Museum of Tolerance protest

These signs have started cropping up around my neighborhood in LA, close to the Simon Wiesenthal Museum of Tolerance. I laughed out loud the first time I saw one, followed closely by one of those moments of epistemological dissonance in which “tolerance” suddenly lost all meaning. The basic story is that the Museum of Tolerance is expanding to Jerusalem, in a Frank Gehry designed fruitbowl, built on top of a muslim cemetary. Haven’t these people seen Poltergeist? In their defense, the graves were apparently moved, but you know how it is.

I wish I had something interesting to say about this, but given Nadia Abu El-Haj’s experience speaking about Israel-Palestine, I think I’ll just say nothing.

ckelty

Christopher M. Kelty is a professor at the University of California, Los Angeles. He has a joint appointment in the Institute for Society and Genetics, the department of Information Studies and the Department of Anthropology. His research focuses on the cultural significance of information technology, especially in science and engineering. He is the author most recently of Two Bits: The Cultural Significance of Free Software (Duke University Press, 2008), as well as numerous articles on open source and free software, including its impact on education, nanotechnology, the life sciences, and issues of peer review and research process in the sciences and in the humanities.
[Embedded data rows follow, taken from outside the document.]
//! Error types shared by the registry resolver, the error scanner and the
//! leaf utilities.
//!
//! Expected absence (no oratab on the host, unknown SID, nothing matched) is
//! never an error here; those are ordinary values. Only conditions a caller
//! must treat differently from "found nothing" get a variant.

use std::path::PathBuf;
use thiserror::Error;

/// Result type alias using [`OraError`].
pub type Result<T> = std::result::Result<T, OraError>;

#[derive(Error, Debug)]
pub enum OraError {
    /// An oratab file exists but could not be read.
    #[error("Cannot open oratab file: {} for read", path.display())]
    OratabUnreadable {
        path: PathBuf,
        #[source]
        source: std::io::Error,
    },

    /// The scanner needs an installation to locate `facility.lis`.
    #[error("ORACLE_HOME is not set")]
    NoActiveInstallation,

    #[error("Cannot read facility file: {}", path.display())]
    FacilityUnreadable {
        path: PathBuf,
        #[source]
        source: std::io::Error,
    },

    #[error("Configuration file does not exist or is not readable: {}: {message}", path.display())]
    ConfigRead { path: PathBuf, message: String },

    #[error("Version {found} must be between {min} and {max}")]
    UnsupportedVersion {
        found: String,
        min: String,
        max: String,
    },

    #[error("Cannot parse version string: {0}")]
    InvalidVersion(String),

    #[error(transparent)]
    Io(#[from] std::io::Error),
}

impl OraError {
    /// Exit status the `oratool` binary reports for this error.
    pub fn exit_code(&self) -> i32 {
        match self {
            OraError::OratabUnreadable { .. } => 2,
            OraError::NoActiveInstallation => 3,
            OraError::FacilityUnreadable { .. } => 4,
            OraError::ConfigRead { .. }
            | OraError::UnsupportedVersion { .. }
            | OraError::InvalidVersion(_)
            | OraError::Io(_) => 1,
        }
    }
}

#[cfg(test)]
mod tests {
    use super::*;

    #[test]
    fn test_no_active_installation_message() {
        assert_eq!(OraError::NoActiveInstallation.to_string(), "ORACLE_HOME is not set");
        assert_eq!(OraError::NoActiveInstallation.exit_code(), 3);
    }

    #[test]
    fn test_unreadable_keeps_source() {
        use std::error::Error as _;

        let err = OraError::OratabUnreadable {
            path: PathBuf::from("/etc/oratab"),
            source: std::io::Error::from(std::io::ErrorKind::PermissionDenied),
        };
        assert!(err.to_string().contains("/etc/oratab"));
        assert!(err.source().is_some());
    }
}
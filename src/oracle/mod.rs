/// Oracle host integration module
///
/// This module provides oratab resolution, environment setup for a SID, and
/// message-code scanning of tool output.

pub mod environment;
pub mod error_check;
pub mod facility;
pub mod oratab;

pub use environment::{resolve_environment, set_oracle_env, OracleEnv};
pub use error_check::{check_output, check_output_from_env, scan_for_errors, ErrorMatch, ErrorReport, ErrorScanner};
pub use facility::{ComponentFilter, FacilityInfo, FacilityTable, ALL_COMPONENTS};
pub use oratab::{load_registry, load_registry_or_empty, registry_or_empty, parse_oratab_line, LoadOutcome, Registry, RegistryEntry, SearchPath};
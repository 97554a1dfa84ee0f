//! Human-readable byte sizes.

const SIZE_NAMES: [&str; 9] = ["B", "KB", "MB", "GB", "TB", "PB", "EB", "ZB", "YB"];

/// Formats `bytes` in the largest 1024-based unit that keeps the value at
/// or above 1, rounded to two decimals: `1536` is `1.5 KB`.
pub fn convert_size(bytes: u128) -> String {
    if bytes == 0 {
        return "0B".to_string();
    }

    let mut unit = 0;
    let mut divisor: u128 = 1;
    while unit + 1 < SIZE_NAMES.len() && bytes >= divisor * 1024 {
        divisor *= 1024;
        unit += 1;
    }

    let value = bytes as f64 / divisor as f64;
    format!("{} {}", format_rounded(value), SIZE_NAMES[unit])
}

/// Two decimals with trailing zeros dropped, keeping at least one.
fn format_rounded(value: f64) -> String {
    let fixed = format!("{:.2}", value);
    let trimmed = fixed.trim_end_matches('0');
    if trimmed.ends_with('.') {
        format!("{}0", trimmed)
    } else {
        trimmed.to_string()
    }
}
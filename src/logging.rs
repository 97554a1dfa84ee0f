//! Console logging for the `oratool` binary.
//!
//! The library itself only talks to the `log` facade; embedding programs
//! install whatever logger they like.

use chrono::Local;
use env_logger::{Builder, Target};
use log::LevelFilter;
use std::io::Write;

/// Logging configuration.
#[derive(Debug, Clone, Copy)]
pub struct LogConfig {
    /// Log level
    pub level: LevelFilter,
    /// Show timestamps
    pub timestamps: bool,
    /// Show module path
    pub module_path: bool,
}

impl Default for LogConfig {
    fn default() -> Self {
        Self {
            level: LevelFilter::Warn,
            timestamps: true,
            module_path: false,
        }
    }
}

impl LogConfig {
    /// Create a verbose log config for CLI.
    pub fn verbose() -> Self {
        Self {
            level: LevelFilter::Debug,
            timestamps: true,
            module_path: true,
        }
    }

    /// Create a quiet log config (errors only).
    pub fn quiet() -> Self {
        Self {
            level: LevelFilter::Error,
            timestamps: false,
            module_path: false,
        }
    }

    pub fn from_flags(verbose: bool, quiet: bool) -> Self {
        if verbose {
            Self::verbose()
        } else if quiet {
            Self::quiet()
        } else {
            Self::default()
        }
    }
}

/// Installs an stderr logger. `RUST_LOG`, when set, overrides the level.
///
/// Calling this twice is harmless; the second logger is silently dropped.
pub fn init_logging(config: LogConfig) {
    let mut builder = Builder::new();
    builder.filter_level(config.level);
    if let Ok(filters) = std::env::var("RUST_LOG") {
        builder.parse_filters(&filters);
    }

    // stdout carries command output (exports, JSON) so logs go elsewhere
    builder.target(Target::Stderr);

    builder.format(move |buf, record| {
        let mut output = String::new();

        if config.timestamps {
            output.push_str(&format!("{} ", Local::now().format("%Y-%m-%d %H:%M:%S")));
        }

        output.push_str(&format!("[{:<5}] ", record.level()));

        if config.module_path {
            if let Some(path) = record.module_path() {
                output.push_str(&format!("{}: ", path));
            }
        }

        output.push_str(&format!("{}", record.args()));

        writeln!(buf, "{}", output)
    });

    if builder.try_init().is_ok() {
        log::debug!("Logging initialized with level: {:?}", config.level);
    }
}
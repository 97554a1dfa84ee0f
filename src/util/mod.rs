//! Small helpers shared by Oracle host scripts.

pub mod chunk;
pub mod config_dump;
pub mod size;
pub mod version;

pub use chunk::{chunk_string, Chunks};
pub use config_dump::dump_config;
pub use size::convert_size;
pub use version::{check_toolchain, Version, VersionGate};
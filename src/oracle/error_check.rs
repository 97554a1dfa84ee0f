//! Scans tool output (sqlplus, tnsping, crsctl, srvctl, ...) for Oracle
//! message codes such as `ORA-01017` or `SP2-0641`.
//!
//! A code is a facility prefix from `facility.lis`, a hyphen and four digits.

use super::facility::{ComponentFilter, FacilityTable};
use crate::config::Settings;
use crate::error::{OraError, Result};
use regex::Regex;
use serde::Serialize;
use std::path::Path;

/// One flagged message code and the line it appeared on.
#[derive(Debug, Clone, PartialEq, Eq, Serialize)]
pub struct ErrorMatch {
    pub code: String,
    pub source_line: String,
}

#[derive(Debug, Clone, Default, PartialEq, Eq, Serialize)]
pub struct ErrorReport {
    pub found: bool,
    pub matches: Vec<ErrorMatch>,
}

impl ErrorReport {
    pub fn from_matches(matches: Vec<ErrorMatch>) -> Self {
        Self {
            found: !matches.is_empty(),
            matches,
        }
    }

    /// 1 when anything was flagged, else 0.
    pub fn exit_code(&self) -> i32 {
        i32::from(self.found)
    }

    pub fn codes(&self) -> impl Iterator<Item = &str> {
        self.matches.iter().map(|m| m.code.as_str())
    }
}

/// Compiled patterns for the active facilities of one table.
#[derive(Debug, Clone)]
pub struct ErrorScanner {
    patterns: Vec<Regex>,
}

impl ErrorScanner {
    pub fn new(table: &FacilityTable, filter: &ComponentFilter) -> Self {
        let patterns = table
            .active_codes(filter)
            .iter()
            .filter_map(|code| match Regex::new(&format!("{}-[0-9]{{4}}", regex::escape(code))) {
                Ok(re) => Some(re),
                Err(e) => {
                    log::warn!("Skipping facility {}: {}", code, e);
                    None
                }
            })
            .collect::<Vec<_>>();
        log::debug!("Scanning for {} facilities", patterns.len());
        Self { patterns }
    }

    pub fn is_empty(&self) -> bool {
        self.patterns.is_empty()
    }

    /// Single pass over `output`. Each facility contributes at most its first
    /// hit per line; different facilities on one line each contribute.
    pub fn scan(&self, output: &str) -> ErrorReport {
        let mut matches = Vec::new();
        for line in output.split('\n') {
            for pattern in &self.patterns {
                if let Some(hit) = pattern.find(line) {
                    matches.push(ErrorMatch {
                        code: hit.as_str().to_string(),
                        source_line: line.to_string(),
                    });
                }
            }
        }
        ErrorReport::from_matches(matches)
    }
}

/// Scans `output` for codes of the facilities `filter` selects from `table`.
pub fn scan_for_errors(output: &str, table: &FacilityTable, filter: &ComponentFilter) -> ErrorReport {
    ErrorScanner::new(table, filter).scan(output)
}

/// Loads the facility table of `home` and scans `output`.
///
/// # Returns
/// `OraError::NoActiveInstallation` when `home` is `None`; this is distinct
/// from a successful scan that found nothing
pub fn check_output(output: &str, home: Option<&Path>, filter: &ComponentFilter) -> Result<ErrorReport> {
    let home = home.ok_or(OraError::NoActiveInstallation)?;
    let table = FacilityTable::load_for_home(home, &Settings::default())?;
    Ok(scan_for_errors(output, &table, filter))
}

/// [`check_output`] against the installation named by `ORACLE_HOME`.
pub fn check_output_from_env(output: &str, filter: &ComponentFilter) -> Result<ErrorReport> {
    let home = Settings::default().oracle_home();
    if home.is_none() {
        log::error!("ORACLE_HOME is not set");
    }
    check_output(output, home.as_deref(), filter)
}
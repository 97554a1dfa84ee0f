use clap::{Parser, Subcommand};
use std::io::{Read, Write};
use std::path::{Path, PathBuf};

use ora_tools_lib::config::Settings;
use ora_tools_lib::logging::{init_logging, LogConfig};
use ora_tools_lib::oracle::{
  check_output, load_registry, resolve_environment, ComponentFilter, LoadOutcome, ALL_COMPONENTS,
};
use ora_tools_lib::util::{chunk_string, check_toolchain, convert_size, dump_config};

#[derive(Parser)]
#[command(name = "oratool", version, about = "Oracle host helper: oratab, environment and error checks")]
struct Cli {
  /// Debug logging with module paths
  #[arg(short, long, global = true)]
  verbose: bool,

  /// Errors only
  #[arg(short, long, global = true)]
  quiet: bool,

  #[command(subcommand)]
  command: Command,
}

#[derive(Subcommand)]
enum Command {
  /// Print the oratab SID to ORACLE_HOME mapping as JSON
  Oratab {
    #[arg(long)]
    oratab: Option<String>,
  },
  /// Print shell exports for a SID (use with eval)
  Env {
    sid: String,
    #[arg(long)]
    oratab: Option<String>,
  },
  /// Scan command output (file or stdin) for Oracle message codes
  Check {
    /// Component to check (repeatable); default is all components
    #[arg(short, long = "component", default_value = ALL_COMPONENTS)]
    components: Vec<String>,
    /// Installation home; defaults to $ORACLE_HOME
    #[arg(long)]
    home: Option<PathBuf>,
    /// File to scan; stdin when omitted or "-"
    file: Option<PathBuf>,
  },
  /// Format a byte count
  Size { bytes: u128 },
  /// Split text into fixed-width chunks, one per line
  Chunk { width: usize, text: String },
  /// Print an INI configuration file
  DumpConfig { file: PathBuf },
  /// Print versions and check the build toolchain is supported
  Version,
}

fn print_json<T: serde::Serialize>(value: &T) {
  match serde_json::to_string_pretty(value) {
    Ok(s) => println!("{}", s),
    Err(e) => eprintln!("failed to serialize: {}", e),
  }
}

fn cmd_oratab(oratab: Option<&str>) -> i32 {
  match load_registry(oratab) {
    Ok(LoadOutcome::Loaded { path, registry }) => {
      print_json(&serde_json::json!({ "path": path, "sids": registry }));
      0
    }
    Ok(LoadOutcome::NotFound { searched }) => {
      eprintln!("No oratab found. Searched: {:?}", searched);
      print_json(&serde_json::json!({ "path": null, "sids": {} }));
      0
    }
    Err(e) => {
      eprintln!("{}", e);
      e.exit_code()
    }
  }
}

fn cmd_env(sid: &str, oratab: Option<&str>) -> i32 {
  let settings = Settings::default();
  let registry = match load_registry(oratab) {
    Ok(outcome) => outcome.into_registry(),
    Err(e) => {
      eprintln!("{}", e);
      return e.exit_code();
    }
  };

  let current = settings.library_path();
  match resolve_environment(sid, &registry, current.as_deref()) {
    Some(env) => {
      match std::io::stdout().lock().write_all(&env.shell_exports(&settings)) {
        Ok(()) => 0,
        Err(e) => {
          eprintln!("Cannot write exports: {}", e);
          2
        }
      }
    }
    None => {
      eprintln!("SID '{}' not found in oratab", sid);
      1
    }
  }
}

fn read_input(file: Option<&PathBuf>) -> std::io::Result<String> {
  match file {
    Some(path) if path.as_os_str() != "-" => std::fs::read_to_string(path),
    _ => {
      let mut buf = String::new();
      std::io::stdin().read_to_string(&mut buf)?;
      Ok(buf)
    }
  }
}

fn cmd_check(components: Vec<String>, home: Option<PathBuf>, file: Option<&PathBuf>) -> i32 {
  let output = match read_input(file) {
    Ok(text) => text,
    Err(e) => {
      eprintln!("Cannot read input: {}", e);
      return 2;
    }
  };

  let home = home.or_else(|| Settings::default().oracle_home());
  let filter = ComponentFilter::from_components(components);
  match check_output(&output, home.as_deref(), &filter) {
    Ok(report) => {
      print_json(&report);
      report.exit_code()
    }
    Err(e) => {
      eprintln!("{}", e);
      e.exit_code()
    }
  }
}

fn cmd_dump_config(file: &Path) -> i32 {
  let mut stdout = std::io::stdout().lock();
  match dump_config(file, &mut stdout) {
    Ok(()) => 0,
    Err(e) => {
      log::error!("Error parsing config file {}: {}", file.display(), e);
      eprintln!("{}", e);
      e.exit_code()
    }
  }
}

fn cmd_version() -> i32 {
  println!("oratool {}", env!("CARGO_PKG_VERSION"));
  match check_toolchain() {
    Ok(v) => {
      println!("toolchain {}", v);
      0
    }
    Err(e) => {
      eprintln!("Error: {}", e);
      e.exit_code()
    }
  }
}

fn main() {
  let cli = Cli::parse();
  init_logging(LogConfig::from_flags(cli.verbose, cli.quiet));

  let code = match cli.command {
    Command::Oratab { oratab } => cmd_oratab(oratab.as_deref()),
    Command::Env { sid, oratab } => cmd_env(&sid, oratab.as_deref()),
    Command::Check { components, home, file } => cmd_check(components, home, file.as_ref()),
    Command::Size { bytes } => {
      println!("{}", convert_size(bytes));
      0
    }
    Command::Chunk { width, text } => {
      for chunk in chunk_string(&text, width) {
        println!("{}", chunk);
      }
      0
    }
    Command::DumpConfig { file } => cmd_dump_config(&file),
    Command::Version => cmd_version(),
  };

  std::process::exit(code);
}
5 thoughts on “What’s your tolerance?

  1. Not sure how moving a muslim graveyard to build a museum of tolerance constitutes a defence. But I guess we could say these signs are intolerant to the intolerant tolerant.

    ps. spot the rougue neighbour…unmowed lawn, peeling paint, archaic fence… how long before the ‘burb beauty committee’s tolerance runs out?

  2. The neighbor is going for that new look that’s sweeping the nation: foreclosure chic. Unfortunately the back to nature movement isn’t employing so many landscape architects or gardeners.

  3. Cute neighborhood. But I think you and your neighbors should form a committee and begin working to get your overhead utilities undergrounded.